*EXERCISE*: Word for word, restate the records that appear below.

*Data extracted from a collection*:
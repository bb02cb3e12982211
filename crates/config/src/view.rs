#![forbid(unsafe_code)]

use serde::{Deserialize, Serialize};

#[derive(Debug, Clone, Serialize, Deserialize, PartialEq, Eq)]
#[serde(default)]
pub struct View {
    /// Lower end of the year slider.
    pub min_year: i32,

    /// Year selected at startup. Defaults to the latest delivery year.
    #[serde(skip_serializing_if = "Option::is_none")]
    pub default_year: Option<i32>,
}

impl Default for View {
    fn default() -> Self {
        Self {
            min_year: 2014,
            default_year: None,
        }
    }
}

*ANSWER AREA*:
repository bb02cb3e12982211
filename crates/config/src/view.rs
#![forbid(unsafe_code)]

use serde::{Deserialize, Serialize};

#[derive(Debug, Clone, Serialize, Deserialize, PartialEq, Eq)]
#[serde(default)]
pub struct View {
    /// Lower end of the year slider.
    pub min_year: i32,

    /// Year selected at startup. Defaults to the latest delivery year.
    #[serde(skip_serializing_if = "Option::is_none")]
    pub default_year: Option<i32>,
}

impl Default for View {
    fn default() -> Self {
        Self {
            min_year: 2014,
            default_year: None,
        }
    }
}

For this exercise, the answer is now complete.